ただ、どう活用してきたかという面では、上場準備にばかり時間を取られて、IRも含めて上場後をなかなか考えられていなかった。PRもやっているのでPRの領域で知っている会社にも声を掛けさせてもらうなど、本当は前もって考えてやっておけばよかったというのは、振り返ってみると後悔しているところはある。正直に言うと余裕がなくて全然考えられもしなかったし、1個もできていなかったというのが今思うところだ。
―noteは、かなり早い段階からPR・広報とIRを分けて活動していたが、話を聞こうと思った時も、広報担当者につないでもらった。そういったことも含めてメディアとの向き合い方は、かなり前から方針があったのか
noteの三浦氏:当社の場合は、一般にはそれなりに知名度のあるサービスに育ってきたものの、法人向けのサービスを伸ばしていきたいということもあって、より知名度を広げていくために、上場のタイミングでどれだけ露出できるかPRチームがかなり前から戦略を練ってきた。

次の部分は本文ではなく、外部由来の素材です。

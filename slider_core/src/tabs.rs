// Tabbed panel: one active tab, plus overflow hints for the scrollable tab strip.

use serde::{Deserialize, Serialize};
use tracing::debug;
use wasm_bindgen::prelude::*;

use crate::error::SliderError;

/// Scroll distance before an overflow hint appears.
pub const SCROLL_HINT_MARGIN_PX: f32 = 20.0;

/// One tab button's state (`active` class, `aria-selected`).
#[derive(Debug, Clone, PartialEq, Eq, Serialize, Deserialize)]
pub struct TabState {
    /// Id of the panel this tab controls (`data-id`).
    pub panel_id: String,
    pub selected: bool,
}

/// Which overflow hints the tab strip shows.
#[derive(Debug, Clone, Copy, PartialEq, Eq, Serialize, Deserialize, Default)]
pub struct ScrollHints {
    pub left: bool,
    pub right: bool,
}

/// Tab strip with exactly one selected tab.
#[derive(Debug, Clone)]
pub struct TabSet {
    panels: Vec<String>,
    selected: usize,
}

impl TabSet {
    /// First tab starts selected.
    pub fn new(panels: Vec<String>) -> Result<Self, SliderError> {
        if panels.is_empty() {
            return Err(SliderError::InvalidConfig("tab set needs at least one tab".to_string()));
        }
        Ok(TabSet {
            panels,
            selected: 0,
        })
    }

    pub fn selected_index(&self) -> usize {
        self.selected
    }

    pub fn selected_panel(&self) -> &str {
        &self.panels[self.selected]
    }

    /// Select by position. Returns false for an unknown index.
    pub fn select_index(&mut self, index: usize) -> bool {
        if index >= self.panels.len() {
            debug!(index, "tab index out of range");
            return false;
        }
        self.selected = index;
        true
    }

    /// Select by panel id. Returns false for an unknown id.
    pub fn select(&mut self, panel_id: &str) -> bool {
        match self.panels.iter().position(|p| p == panel_id) {
            Some(index) => self.select_index(index),
            None => {
                debug!(panel_id, "unknown tab");
                false
            }
        }
    }

    pub fn states(&self) -> Vec<TabState> {
        self.panels
            .iter()
            .enumerate()
            .map(|(i, panel_id)| TabState {
                panel_id: panel_id.clone(),
                selected: i == self.selected,
            })
            .collect()
    }
}

/// Overflow hints for a horizontally scrollable strip.
pub fn scroll_hints(scroll_left: f32, scroll_width: f32, client_width: f32) -> ScrollHints {
    let max_scroll = scroll_width - client_width;
    ScrollHints {
        left: scroll_left > SCROLL_HINT_MARGIN_PX,
        right: scroll_left < max_scroll - SCROLL_HINT_MARGIN_PX,
    }
}

// =============================================================================
// WASM Bindings
// =============================================================================

/// WASM-exposed tab set.
#[wasm_bindgen]
pub struct WasmTabs {
    inner: TabSet,
}

#[wasm_bindgen]
impl WasmTabs {
    /// `panels_json` is an array of panel ids in button order.
    #[wasm_bindgen(constructor)]
    pub fn new(panels_json: &str) -> Result<WasmTabs, JsValue> {
        let panels: Vec<String> = serde_json::from_str(panels_json)
            .map_err(|e| JsValue::from_str(&format!("Invalid tab list: {}", e)))?;
        let inner = TabSet::new(panels).map_err(|e| JsValue::from_str(&e.to_string()))?;
        Ok(WasmTabs { inner })
    }

    pub fn select(&mut self, panel_id: &str) -> bool {
        self.inner.select(panel_id)
    }

    pub fn selected_panel(&self) -> String {
        self.inner.selected_panel().to_string()
    }

    /// Returns an array of `TabState` JSON.
    pub fn states(&self) -> Result<String, JsValue> {
        serde_json::to_string(&self.inner.states())
            .map_err(|e| JsValue::from_str(&format!("Serialization error: {}", e)))
    }

    /// Returns `ScrollHints` JSON.
    pub fn scroll_hints(
        &self,
        scroll_left: f32,
        scroll_width: f32,
        client_width: f32,
    ) -> Result<String, JsValue> {
        serde_json::to_string(&scroll_hints(scroll_left, scroll_width, client_width))
            .map_err(|e| JsValue::from_str(&format!("Serialization error: {}", e)))
    }
}
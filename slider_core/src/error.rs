// Typed errors with thiserror. Surface meaningful messages to JS.
// Runtime navigation never errors; only construction and parsing do.

use thiserror::Error;

/// Slider engine error types.
#[derive(Error, Debug)]
pub enum SliderError {
    #[error("Invalid configuration: {0}")]
    InvalidConfig(String),

    #[error("Embed list has {found} entries but the slider has {expected} slides")]
    EmbedMismatch { expected: usize, found: usize },

    #[error("Serialization error: {0}")]
    Serialization(String),
}

impl From<serde_json::Error> for SliderError {
    fn from(err: serde_json::Error) -> Self {
        SliderError::Serialization(err.to_string())
    }
}

#[cfg(test)]
mod tests {
    use super::*;

    #[test]
    fn error_display() {
        let err = SliderError::InvalidConfig("unknown preset".to_string());
        assert!(err.to_string().contains("unknown preset"));
    }

    #[test]
    fn embed_mismatch_names_both_counts() {
        let err = SliderError::EmbedMismatch {
            expected: 4,
            found: 2,
        };
        let msg = err.to_string();
        assert!(msg.contains('4') && msg.contains('2'));
    }

    #[test]
    fn json_errors_convert() {
        let err: SliderError = serde_json::from_str::<u32>("nope").unwrap_err().into();
        assert!(matches!(err, SliderError::Serialization(_)));
    }
}
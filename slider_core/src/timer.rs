// Deterministic virtual timers. The host owns the real clock and feeds it in;
// nothing here reads wall time, so every schedule is reproducible in tests.

use serde::{Deserialize, Serialize};
use tracing::trace;

use crate::types::{TimerId, Timestamp};

/// What a timer does when it fires.
#[derive(Debug, Clone, Copy, PartialEq, Eq, Serialize, Deserialize)]
pub enum TimerKind {
    /// End of a navigation transition.
    Unlock,
    /// Autoplay interval tick.
    Autoplay,
}

/// A pending timer.
#[derive(Debug, Clone, Copy, PartialEq, Eq)]
struct Timer {
    id: TimerId,
    kind: TimerKind,
    deadline: Timestamp,
    period_ms: Option<u64>,
}

/// A timer that came due.
#[derive(Debug, Clone, Copy, PartialEq, Eq)]
pub struct Fired {
    pub id: TimerId,
    pub kind: TimerKind,
    pub at: Timestamp,
}

/// Per-instance timer queue. A handful of entries at most, so a Vec is enough.
#[derive(Debug, Clone, Default)]
pub struct TimerQueue {
    timers: Vec<Timer>,
    next_id: u32,
}

impl TimerQueue {
    pub fn new() -> Self {
        Self::default()
    }

    /// Schedule a timer that fires once at `now + delay_ms`.
    pub fn schedule_once(&mut self, kind: TimerKind, now: Timestamp, delay_ms: u64) -> TimerId {
        self.push(kind, now.after(delay_ms), None)
    }

    /// Schedule a timer that fires every `period_ms`, first at `now + period_ms`.
    /// A zero period is treated as 1 ms.
    pub fn schedule_repeating(
        &mut self,
        kind: TimerKind,
        now: Timestamp,
        period_ms: u64,
    ) -> TimerId {
        let period = period_ms.max(1);
        self.push(kind, now.after(period), Some(period))
    }

    fn push(&mut self, kind: TimerKind, deadline: Timestamp, period_ms: Option<u64>) -> TimerId {
        let id = TimerId::new(self.next_id);
        self.next_id = self.next_id.wrapping_add(1);
        self.timers.push(Timer {
            id,
            kind,
            deadline,
            period_ms,
        });
        trace!(id = id.as_u32(), ?kind, deadline = deadline.as_millis(), "timer scheduled");
        id
    }

    /// Cancel a timer. Returns false if it was not pending. Idempotent.
    pub fn cancel(&mut self, id: TimerId) -> bool {
        let before = self.timers.len();
        self.timers.retain(|t| t.id != id);
        before != self.timers.len()
    }

    /// Drop every pending timer.
    pub fn clear(&mut self) {
        self.timers.clear();
    }

    pub fn is_pending(&self, id: TimerId) -> bool {
        self.timers.iter().any(|t| t.id == id)
    }

    /// Number of pending timers of one kind.
    pub fn pending(&self, kind: TimerKind) -> usize {
        self.timers.iter().filter(|t| t.kind == kind).count()
    }

    pub fn len(&self) -> usize {
        self.timers.len()
    }

    pub fn is_empty(&self) -> bool {
        self.timers.is_empty()
    }

    /// Earliest pending deadline, if any.
    pub fn next_deadline(&self) -> Option<Timestamp> {
        self.timers.iter().map(|t| t.deadline).min()
    }

    /// Pop the earliest timer due at or before `now`.
    ///
    /// One-shot timers are removed. A repeating timer is re-armed at the first
    /// period boundary strictly after `now`, so ticks missed while the host was
    /// not calling back coalesce into a single firing.
    pub fn pop_due(&mut self, now: Timestamp) -> Option<Fired> {
        let pos = self
            .timers
            .iter()
            .enumerate()
            .filter(|(_, t)| t.deadline <= now)
            .min_by_key(|(_, t)| (t.deadline, t.id))
            .map(|(i, _)| i)?;

        let timer = self.timers[pos];
        let fired = Fired {
            id: timer.id,
            kind: timer.kind,
            at: timer.deadline,
        };

        match timer.period_ms {
            Some(period) => {
                let behind = now.as_millis() - timer.deadline.as_millis();
                let periods = behind / period + 1;
                self.timers[pos].deadline = timer.deadline.after(periods * period);
            }
            None => {
                self.timers.remove(pos);
            }
        }

        trace!(id = fired.id.as_u32(), kind = ?fired.kind, at = fired.at.as_millis(), "timer fired");
        Some(fired)
    }
}

#[cfg(test)]
mod tests {
    use super::*;

    fn ms(v: u64) -> Timestamp {
        Timestamp::from_millis(v)
    }

    #[test]
    fn one_shot_fires_once() {
        let mut q = TimerQueue::new();
        let id = q.schedule_once(TimerKind::Unlock, ms(0), 500);

        assert!(q.pop_due(ms(499)).is_none());
        let fired = q.pop_due(ms(500)).expect("due at 500");
        assert_eq!(fired.id, id);
        assert_eq!(fired.at, ms(500));
        assert!(q.pop_due(ms(10_000)).is_none());
        assert!(q.is_empty());
    }

    #[test]
    fn zero_delay_is_due_immediately() {
        let mut q = TimerQueue::new();
        q.schedule_once(TimerKind::Unlock, ms(100), 0);
        assert!(q.pop_due(ms(100)).is_some());
    }

    #[test]
    fn repeating_rearms_on_period_boundary() {
        let mut q = TimerQueue::new();
        q.schedule_repeating(TimerKind::Autoplay, ms(0), 1000);

        assert_eq!(q.pop_due(ms(1000)).map(|f| f.at), Some(ms(1000)));
        assert_eq!(q.next_deadline(), Some(ms(2000)));
        assert_eq!(q.pending(TimerKind::Autoplay), 1);
    }

    #[test]
    fn missed_ticks_coalesce() {
        let mut q = TimerQueue::new();
        q.schedule_repeating(TimerKind::Autoplay, ms(0), 1000);

        // Ten periods late: one firing, next deadline after `now`.
        assert!(q.pop_due(ms(10_500)).is_some());
        assert!(q.pop_due(ms(10_500)).is_none());
        assert_eq!(q.next_deadline(), Some(ms(11_000)));
    }

    #[test]
    fn fires_in_deadline_order() {
        let mut q = TimerQueue::new();
        q.schedule_once(TimerKind::Unlock, ms(0), 700);
        q.schedule_repeating(TimerKind::Autoplay, ms(0), 300);

        assert_eq!(q.pop_due(ms(1000)).map(|f| f.kind), Some(TimerKind::Autoplay));
        assert_eq!(q.pop_due(ms(1000)).map(|f| f.kind), Some(TimerKind::Unlock));
        assert!(q.pop_due(ms(1000)).is_none());
    }

    #[test]
    fn cancel_is_idempotent() {
        let mut q = TimerQueue::new();
        let id = q.schedule_repeating(TimerKind::Autoplay, ms(0), 5000);
        assert!(q.cancel(id));
        assert!(!q.cancel(id));
        assert!(!q.is_pending(id));
        assert_eq!(q.next_deadline(), None);
    }
}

メディアリストを事前に作っておいて、上場承認が下りたタイミングでこちらからアプローチするなどかなり力を入れて動いていた。上場前にこちらから社長取材を打診し、上場の会見にもできる限りたくさんのメディアの人に来てもらえるようにと、かなり早期にアプローチしたことで、上場のタイミングでかなりメディアに露出できたと思っている。
―森川さんはどうだったか
オーケーエムの森川氏:当社も渡邉さんや永山さんと同じで、BtoBかつ小型株で扱っている物もバルブという皆さんが普段目にしないような製品を扱っているので、まずは社名を知ってもらうというところで、そこはもう選り好みせずに、ただ、「ちょっとこの媒体はどうなの」みたいなところは、当然避けつつだった。
あとは、上場当日とその翌日に、滋賀県のローカルの放送局であるびわ湖放送の制作会社と密に連携を取って、滋賀県から上場当日に東京まで来てもらい、朝一の証券セレモニーから上場セレモニーまで撮影してもらい、さらにその翌日、滋賀県でもだいぶ久しぶりの上場だったこともあり、滋賀県の三日月知事に表敬訪問をさせてもらった。そこで京都新聞や中日新聞を含め、多くのメディアに集まってもらえた。